Zen Scribe: Professional Content Writing at 4B

Today we are releasing Zen Scribe, a 4B model purpose-built for writing tasks.

General-purpose language models write adequately. Zen Scribe was trained specifically on high-quality long-form content: technical documentation, editorial articles, business reports, and structured prose. The difference shows in extended outputs -- Zen Scribe maintains voice consistency, logical progression, and editorial quality across 2,000+ word documents where general models start to drift.

What It Is Optimized For

Technical documentation: API references, guides, READMEs, how-to articles
Blog and editorial: Long-form articles, explainers, opinion pieces with clear argument structure
Business writing: Executive summaries, proposals, investor updates, case studies
Creative writing: Fiction with consistent character voice, narrative coherence, scene structure
Structured output: Product descriptions, templated content, form letters, emails

Performance

Zen Scribe was evaluated on the WritingBench benchmark, which assesses instruction following, coherence, factuality, and style consistency across 500 writing tasks.

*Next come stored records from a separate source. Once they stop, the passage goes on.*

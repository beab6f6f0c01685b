//! Deployment lifecycle management
//!
//! Owns every status change of a [`Deployment`]. Opening is serialized per
//! project so the check for an active deployment and the creation of a new
//! one happen as a single step: a project never has more than one deployment
//! in `pending` or `running`.

use std::collections::HashMap;
use std::sync::Arc;

use chrono::Utc;
use tokio::sync::Mutex;
use tracing::{info, warn};
use uuid::Uuid;

use crate::deploy::fsm::{DeploymentEvent, DeploymentFsm};
use crate::errors::EngineError;
use crate::events::{StatusBroadcaster, StatusEvent};
use crate::models::deployment::{Deployment, DeploymentRequest, DeploymentStatus, Outcome};
use crate::storage::deployments::DeploymentStore;

pub const CANCELLED_BY_USER: &str = "Deployment cancelled by user";

pub struct LifecycleManager {
    store: Arc<DeploymentStore>,
    broadcaster: Arc<dyn StatusBroadcaster>,
    project_locks: std::sync::Mutex<HashMap<Uuid, Arc<Mutex<()>>>>,
}

impl LifecycleManager {
    pub fn new(store: Arc<DeploymentStore>, broadcaster: Arc<dyn StatusBroadcaster>) -> Self {
        Self {
            store,
            broadcaster,
            project_locks: std::sync::Mutex::new(HashMap::new()),
        }
    }

    pub fn store(&self) -> &DeploymentStore {
        &self.store
    }

    pub fn broadcaster(&self) -> &Arc<dyn StatusBroadcaster> {
        &self.broadcaster
    }

    fn project_lock(&self, project_id: Uuid) -> Arc<Mutex<()>> {
        let mut locks = self.project_locks.lock().unwrap_or_else(|e| e.into_inner());
        locks.entry(project_id).or_default().clone()
    }

    /// Open a new running deployment, or fail with `DeploymentInProgress`
    /// without creating anything
    pub async fn open(&self, request: DeploymentRequest) -> Result<Deployment, EngineError> {
        let (deployment, _) = self.open_inner(request, false).await?;
        Ok(deployment)
    }

    /// Cancel any active deployment of the project, then open a new one.
    /// Returns the new deployment and the one it superseded.
    pub async fn force_open(
        &self,
        request: DeploymentRequest,
    ) -> Result<(Deployment, Option<Deployment>), EngineError> {
        self.open_inner(request, true).await
    }

    async fn open_inner(
        &self,
        request: DeploymentRequest,
        force: bool,
    ) -> Result<(Deployment, Option<Deployment>), EngineError> {
        let lock = self.project_lock(request.project_id);
        let _guard = lock.lock().await;

        let mut superseded = None;
        if let Some(active) = self.store.active_for(request.project_id) {
            if !force {
                return Err(EngineError::DeploymentInProgress {
                    project: request.project_slug.clone(),
                    deployment_id: active.id,
                });
            }
            warn!(
                "Force deploy of {}: cancelling active deployment {}",
                request.project_slug, active.id
            );
            superseded = Some(
                self.cancel_with_message(active.id, "Superseded by a forced deployment")
                    .await?,
            );
        }

        let mut fsm = DeploymentFsm::new(request.trigger);
        let pending = Deployment {
            id: Uuid::new_v4(),
            project_id: request.project_id,
            user_id: request.user_id,
            server_id: request.server_id,
            branch: request.branch,
            commit_hash: request.commit_hash,
            previous_commit_hash: request.previous_commit_hash,
            commit_message: request.commit_message,
            trigger: request.trigger,
            status: fsm.state(),
            created_at: Utc::now(),
            started_at: None,
            completed_at: None,
            duration_seconds: None,
            output_log: String::new(),
            error_message: None,
            rollback_deployment_id: request.rollback_deployment_id,
            environment_snapshot: request.environment_snapshot,
        };
        let id = pending.id;
        self.store.insert(pending).await?;

        let status = fsm.process(DeploymentEvent::Start)?;
        let deployment = self
            .store
            .update(id, |d| {
                d.status = status;
                d.started_at = Some(Utc::now());
                Ok(())
            })
            .await?;

        info!(
            "Opened deployment {} for {} ({} trigger)",
            deployment.id, request.project_slug, deployment.trigger
        );
        self.broadcaster.publish(StatusEvent::started(&deployment));
        Ok((deployment, superseded))
    }

    /// Move a running deployment to its terminal status.
    ///
    /// Completing an already-terminal deployment returns `AlreadyTerminal`
    /// and leaves the record untouched.
    pub async fn complete(
        &self,
        id: Uuid,
        outcome: Outcome,
        error_message: Option<String>,
    ) -> Result<Deployment, EngineError> {
        let deployment = self
            .store
            .update(id, |d| {
                if d.status.is_terminal() {
                    return Err(EngineError::AlreadyTerminal {
                        deployment_id: d.id,
                        status: d.status.to_string(),
                    });
                }

                let event = match outcome {
                    Outcome::Failed => DeploymentEvent::Fail(error_message.clone().unwrap_or_default()),
                    other => other.into(),
                };
                let mut fsm = DeploymentFsm::from_deployment(d);
                d.status = fsm.process(event)?;

                let now = Utc::now();
                d.completed_at = Some(now);
                d.duration_seconds = Some(d.elapsed_seconds(now));
                if d.status == DeploymentStatus::Failed {
                    d.error_message = Some(
                        error_message
                            .clone()
                            .filter(|m| !m.trim().is_empty())
                            .unwrap_or_else(|| "Deployment failed".to_string()),
                    );
                }
                Ok(())
            })
            .await?;

        info!(
            "Deployment {} finished as {} after {}s",
            deployment.id,
            deployment.status,
            deployment.duration_seconds.unwrap_or_default()
        );
        self.broadcaster.publish(StatusEvent::finished(&deployment));
        Ok(deployment)
    }

    /// Cancel a pending or running deployment.
    ///
    /// Only the record changes; processes already started keep running
    /// until their own timeout.
    pub async fn cancel(&self, id: Uuid) -> Result<Deployment, EngineError> {
        self.cancel_with_message(id, CANCELLED_BY_USER).await
    }

    async fn cancel_with_message(&self, id: Uuid, message: &str) -> Result<Deployment, EngineError> {
        let deployment = self
            .store
            .update(id, |d| {
                if d.status.is_terminal() {
                    return Err(EngineError::AlreadyTerminal {
                        deployment_id: d.id,
                        status: d.status.to_string(),
                    });
                }
                let mut fsm = DeploymentFsm::from_deployment(d);
                d.status = fsm.process(DeploymentEvent::Cancel)?;

                let now = Utc::now();
                d.completed_at = Some(now);
                d.duration_seconds = Some(d.elapsed_seconds(now));
                d.error_message = Some(message.to_string());
                Ok(())
            })
            .await?;

        info!("Deployment {} cancelled: {}", deployment.id, message);
        self.broadcaster
            .publish(StatusEvent::progress(&deployment, message, 100));
        Ok(deployment)
    }

    /// Append text to the deployment log; allowed in any state
    pub async fn append_log(&self, id: Uuid, text: &str) -> Result<(), EngineError> {
        if text.is_empty() {
            return Ok(());
        }
        self.store
            .update(id, |d| {
                d.output_log.push_str(text);
                if !text.ends_with('\n') {
                    d.output_log.push('\n');
                }
                Ok(())
            })
            .await?;
        Ok(())
    }

    /// Publish a progress event without touching the record
    pub fn report_progress(&self, deployment: &Deployment, message: &str, progress: u8) {
        self.broadcaster
            .publish(StatusEvent::progress(deployment, message, progress));
    }

    pub fn get(&self, id: Uuid) -> Result<Deployment, EngineError> {
        self.store.require(id)
    }

    pub fn active_for(&self, project_id: Uuid) -> Option<Deployment> {
        self.store.active_for(project_id)
    }

    pub fn list_for_project(&self, project_id: Uuid) -> Vec<Deployment> {
        self.store.for_project(project_id)
    }
}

Model	WritingBench	Coherence	Style Consistency	Instruction Follow
Zen Scribe 4B	74.2	8.6/10	87%	91%
Llama 3 8B Instruct	68.5	7.9/10	79%	88%
Mistral 7B Instruct	64.1	7.4/10	75%	85%

Zen Scribe 4B outperforms larger general-purpose models on writing-specific tasks despite having fewer parameters. Specialization matters.

Quickstart

from transformers import AutoModelForCausalLM, AutoTokenizer
import torch

model = AutoModelForCausalLM.from_pretrained(
    "zenlm/zen-scribe",
    torch_dtype=torch.bfloat16,
    device_map="auto"
)
tokenizer = AutoTokenizer.from_pretrained("zenlm/zen-scribe")

prompt = """Write a 600-word technical blog post about vector databases.
Include: what they are, why they matter for AI applications, and when to use one vs a traditional database.
Tone: clear and accessible for a developer audience without being condescending."""

inputs = tokenizer(prompt, return_tensors="pt").to(model.device)
outputs = model.generate(
    **inputs,
    max_new_tokens=900,
    temperature=0.7,
    top_p=0.9,
    repetition_penalty=1.1,
)
print(tokenizer.decode(outputs[0][inputs["input_ids"].shape[1]:], skip_special_tokens=True))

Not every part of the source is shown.